THE ASAHI SHIMBUN
January 24, 2021 at 15:50 JST
The illumination of five Olympic rings in Tokyo Bay is turned off at 8 p.m. each evening in accordance with a request from the metropolitan government for businesses to close at that hour due to the month-long state of emergency in the capital over the coronavirus pandemic that was declared from Jan. 7. (Hikaru Uchida)
Japanese athletes expecting to participate in the delayed 2020 Tokyo Olympic Games fear the sports extravaganza could end up exacerbating the novel coronavirus pandemic, posing an added risk to themselves as well as fans, an Asahi Shimbun poll shows.
They also expressed concern about a lack of support from fans at a time when the public is more preoccupied with staying safe than attending a massive event.
The survey was carried out as the nation grapples with a sharp surge in infections that has pushed the nationwide death toll from COVID-19 to over 5,000 this week.
The primary concern, voiced by 25 respondents, was that the summer Games could result in spreading the virus further.
This was followed by 18 worried about the risk of contracting the virus themselves. A lack of strong support from the public after the pandemic struck accounted for 15 replies.
Fourteen Olympians cited a lack of competitions and inadequate training opportunities to prepare for the Games.

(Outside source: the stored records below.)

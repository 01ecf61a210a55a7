//! CLI runner - executes a crawl

use crate::cli::commands::{Cli, OutputFormat};
use crate::config::CrawlerConfig;
use crate::crawler::{OrgCrawler, OrgRepos};
use crate::error::Result;
use std::time::Duration;
use tokio_util::sync::CancellationToken;

/// CLI runner
pub struct Runner {
    cli: Cli,
}

impl Runner {
    /// Create a new runner
    pub fn new(cli: Cli) -> Self {
        Self { cli }
    }

    /// Run the crawl and print the result
    pub async fn run(&self) -> Result<()> {
        let config = self.build_config()?;
        let cancel = CancellationToken::new();
        self.spawn_cancellers(&cancel);

        let crawler = OrgCrawler::new(config)?.with_cancellation(cancel.clone());
        let repos = crawler.fetch_organization_repos(&self.cli.org).await;
        cancel.cancel();

        self.print(&repos?);
        Ok(())
    }

    /// Merge the config file with command-line overrides
    fn build_config(&self) -> Result<CrawlerConfig> {
        let mut config = match &self.cli.config {
            Some(path) => CrawlerConfig::from_file(path)?,
            None => CrawlerConfig::default(),
        };

        if let Some(token) = &self.cli.token {
            config = config.with_token(token.clone());
        }
        if let Some(api_url) = &self.cli.api_url {
            config = config.with_api_url(api_url.clone());
        }
        if let Some(max_retries) = self.cli.max_retries {
            config.max_retries = max_retries;
        }
        if let Some(backoff_factor) = self.cli.backoff_factor {
            config.backoff_factor = backoff_factor;
        }

        config.validate()?;
        Ok(config)
    }

    /// Cancel on Ctrl-C or when the deadline passes
    fn spawn_cancellers(&self, cancel: &CancellationToken) {
        let token = cancel.clone();
        tokio::spawn(async move {
            tokio::select! {
                () = token.cancelled() => {}
                signal = tokio::signal::ctrl_c() => {
                    match signal {
                        Ok(()) => tracing::warn!("Interrupted, returning what was fetched so far"),
                        Err(e) => tracing::warn!("Failed to install Ctrl-C handler: {e}"),
                    }
                    token.cancel();
                }
            }
        });

        if let Some(secs) = self.cli.deadline_secs {
            let token = cancel.clone();
            tokio::spawn(async move {
                tokio::select! {
                    () = token.cancelled() => {}
                    () = tokio::time::sleep(Duration::from_secs(secs)) => {
                        tracing::warn!("Deadline of {secs}s reached, cancelling");
                        token.cancel();
                    }
                }
            });
        }
    }

    fn print(&self, repos: &OrgRepos) {
        println!("Total repositories fetched: {}", repos.len());

        for record in repos.records.iter().take(self.cli.limit) {
            match self.cli.format {
                OutputFormat::Json => {
                    println!("{}", serde_json::to_string(record).unwrap_or_default());
                }
                OutputFormat::Pretty => {
                    println!("{record}");
                    println!("{}", "-".repeat(40));
                }
            }
        }

        if repos.partial {
            let reason = repos.abort_reason.as_deref().unwrap_or("unknown error");
            eprintln!("Note: the list is incomplete ({reason})");
        }
        if !repos.skipped.is_empty() {
            eprintln!(
                "Note: {} item(s) skipped for missing or invalid fields",
                repos.skipped.len()
            );
        }
    }
}

#[cfg(test)]
mod tests {
    use super::*;
    use clap::Parser;
    use std::io::Write;

    fn runner(args: &[&str]) -> Runner {
        let mut argv = vec!["org-crawler"];
        argv.extend_from_slice(args);
        Runner::new(Cli::try_parse_from(argv).unwrap())
    }

    #[test]
    fn test_build_config_applies_overrides() {
        let config = runner(&[
            "acme",
            "--token",
            "abc",
            "--api-url",
            "http://localhost:1234",
            "--max-retries",
            "0",
            "--backoff-factor",
            "2",
        ])
        .build_config()
        .unwrap();

        assert_eq!(config.token(), Some("abc".to_string()));
        assert_eq!(config.api_url, "http://localhost:1234");
        assert_eq!(config.max_retries, 0);
        assert!((config.backoff_factor - 2.0).abs() < f64::EPSILON);
    }

    #[test]
    fn test_build_config_file_then_flags() {
        let mut file = tempfile::NamedTempFile::new().unwrap();
        writeln!(file, "max_retries: 9\nlow_water_mark: 25").unwrap();
        let path = file.path().to_string_lossy().to_string();

        let config = runner(&["acme", "--config", &path, "--max-retries", "2"])
            .build_config()
            .unwrap();

        assert_eq!(config.max_retries, 2);
        assert_eq!(config.low_water_mark, 25);
    }

    #[test]
    fn test_build_config_rejects_bad_flag() {
        assert!(runner(&["acme", "--backoff-factor=-3"])
            .build_config()
            .is_err());
    }
}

The same number worried that the Games, if they go ahead, would fall short of becoming an event where athletes are able to compete to become the world’s No. 1 due to an absence of numerous competitors.

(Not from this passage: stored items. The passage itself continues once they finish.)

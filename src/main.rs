//! Org Crawler CLI
//!
//! Lists the repositories of a GitHub organization

use clap::Parser;
use org_crawler::cli::{Cli, Runner};
use tracing::Level;

#[tokio::main]
async fn main() {
    let cli = Cli::parse();

    // Initialize logging
    let level = if cli.verbose { Level::DEBUG } else { Level::INFO };
    tracing_subscriber::fmt()
        .with_env_filter(
            tracing_subscriber::EnvFilter::from_default_env().add_directive(level.into()),
        )
        .with_writer(std::io::stderr)
        .init();

    let runner = Runner::new(cli);

    if let Err(e) = runner.run().await {
        eprintln!("Error: {e}");
        std::process::exit(1);
    }
}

Six respondents said they are not particularly concerned about the Games, according to the survey.
Respondents were allowed to choose more than one answer with regard to the question that concerns them most about the Games.
The online survey was conducted between November and January, covering 126 Olympians of 15 events, and on condition their names would be withheld when The Asahi Shimbun reported the findings.

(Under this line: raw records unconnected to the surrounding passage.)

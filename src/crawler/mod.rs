//! Organization crawl
//!
//! Wires the transport, rate limiter, pagination driver and extractor
//! together for one operation: list every repository of an organization.
//!
//! # Overview
//!
//! - `OrgCrawler` - Builds the pipeline from a [`CrawlerConfig`]
//! - `OrgRepos` - Records plus what was skipped and whether the list is partial
//!
//! Items that fail extraction are skipped with a warning. A partially
//! fetched collection is still returned; only an invalid organization
//! name or API URL is an error.

mod types;

pub use types::{OrgRepos, SkippedItem};

use crate::config::CrawlerConfig;
use crate::error::Result;
use crate::events::{default_sink, CrawlEvent, SharedSink};
use crate::extract::{RecordExtractor, RepositoryRecord};
use crate::http::{RateLimiter, RetryTransport};
use crate::pagination::PaginationDriver;
use crate::types::{JsonValue, RawItem};
use tokio_util::sync::CancellationToken;

/// Fetches and normalizes an organization's repositories
pub struct OrgCrawler {
    config: CrawlerConfig,
    driver: PaginationDriver,
    extractor: RecordExtractor,
    events: SharedSink,
}

impl OrgCrawler {
    /// Build a crawler from configuration
    pub fn new(config: CrawlerConfig) -> Result<Self> {
        config.validate()?;
        let transport = RetryTransport::with_config(config.transport_config())?;
        let limiter = RateLimiter::new(config.rate_limiter_config());
        Ok(Self::from_parts(
            config,
            PaginationDriver::new(transport, limiter),
        ))
    }

    /// Build a crawler around an existing driver
    pub fn from_parts(config: CrawlerConfig, driver: PaginationDriver) -> Self {
        Self {
            config,
            driver,
            extractor: RecordExtractor::new(),
            events: default_sink(),
        }
    }

    /// Report events from every component to this sink
    #[must_use]
    pub fn with_events(mut self, events: SharedSink) -> Self {
        self.driver = self.driver.with_events(events.clone());
        self.events = events;
        self
    }

    /// Make every wait of the crawl interruptible through this token
    #[must_use]
    pub fn with_cancellation(mut self, cancel: CancellationToken) -> Self {
        self.driver = self.driver.with_cancellation(cancel);
        self
    }

    /// Get the configuration
    pub fn config(&self) -> &CrawlerConfig {
        &self.config
    }

    /// Fetch all repositories of `org`
    pub async fn fetch_organization_repos(&self, org: &str) -> Result<OrgRepos> {
        let url = self.config.org_repos_url(org)?;
        let outcome = self.driver.fetch_all(&url).await;
        let (records, skipped) = self.extract_all(&outcome.items);

        let repos = OrgRepos {
            org: org.trim().to_string(),
            records,
            partial: outcome.partial,
            skipped,
            pages_requested: outcome.pages_requested,
            abort_reason: outcome.abort_reason,
        };

        self.events.emit(&CrawlEvent::OrgFetched {
            org: repos.org.clone(),
            records: repos.records.len(),
            partial: repos.partial,
        });

        Ok(repos)
    }

    /// Extract every item, skipping and reporting the ones that fail
    pub fn extract_all(&self, items: &[RawItem]) -> (Vec<RepositoryRecord>, Vec<SkippedItem>) {
        let mut records = Vec::with_capacity(items.len());
        let mut skipped = Vec::new();

        for (index, item) in items.iter().enumerate() {
            match self.extractor.extract(item) {
                Ok(record) => records.push(record),
                Err(e) => {
                    let name = item
                        .get("name")
                        .and_then(JsonValue::as_str)
                        .map(str::to_string);
                    let reason = e.to_string();
                    self.events.emit(&CrawlEvent::RecordSkipped {
                        index,
                        name: name.clone(),
                        reason: reason.clone(),
                    });
                    skipped.push(SkippedItem {
                        index,
                        name,
                        reason,
                    });
                }
            }
        }

        (records, skipped)
    }
}

impl std::fmt::Debug for OrgCrawler {
    fn fmt(&self, f: &mut std::fmt::Formatter<'_>) -> std::fmt::Result {
        f.debug_struct("OrgCrawler")
            .field("config", &self.config)
            .field("driver", &self.driver)
            .finish_non_exhaustive()
    }
}

#[cfg(test)]
mod tests;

Forty-one athletes expecting to participate in 11 events provided replies before Jan. 7, when the government declared a second state of emergency for the greater Tokyo area due to the spiraling pandemic.
The government maintains that the Olympics and Paralympics can go ahead this summer as rescheduled as long as due precautions are taken against infections.
In contrast, an overwhelming majority of the public are concerned about the wisdom of holding the event in light of a steep rise in cases and deaths in recent months, opinion polls by news media show.
The Asahi Shimbun survey found that many Olympians felt the government had failed to provide a sufficient explanation about its preparations toward hosting the Games.
This was the most common answer chosen by 19, when respondents were asked about what they felt was lacking most.
Asked to choose multiple answers about what they felt is indispensable for the Games to be held a year behind schedule, 22 cited spectators. The same number cited attendance of athletes from all member countries and territories of the International Olympic Committee. Both figures constituted the most common answer.
Sixteen Olympians referred to the Opening and Closing ceremonies of the Games. Six chose the Olympic Village for athletes while three, the least, mentioned the Olympic torch relay leading up to the Games.
The IOC said in March 2020, when it announced the postponement of the Tokyo Games, that only 57 percent of all events were filled, noting that the rest remained up in the air due to the global pandemic.
As for a cap on the number of spectators, 13 respondents picked the answer that half the capacity or only those who are relatives of or associated with Olympians should be allowed to attend. Eleven chose the option of not imposing a ceiling on spectator numbers.
Asked to write freely about their situation while the public health crisis rages, one respondent said restrictions on training made it an exacting task to get a sense of getting in better physical shape and maintaining motivation.
Another athlete cited the difficulty of securing funds for training as sponsor companies found their bottom lines heavily impacted by the pandemic.
But some Olympians tried to find a positive side to the rescheduled Games.
One said the year-long delay provided valuable time to address a weak point during the extended training period.
Another said the rescheduling provided renewed inspiration to do one's utmost under such a tough environment.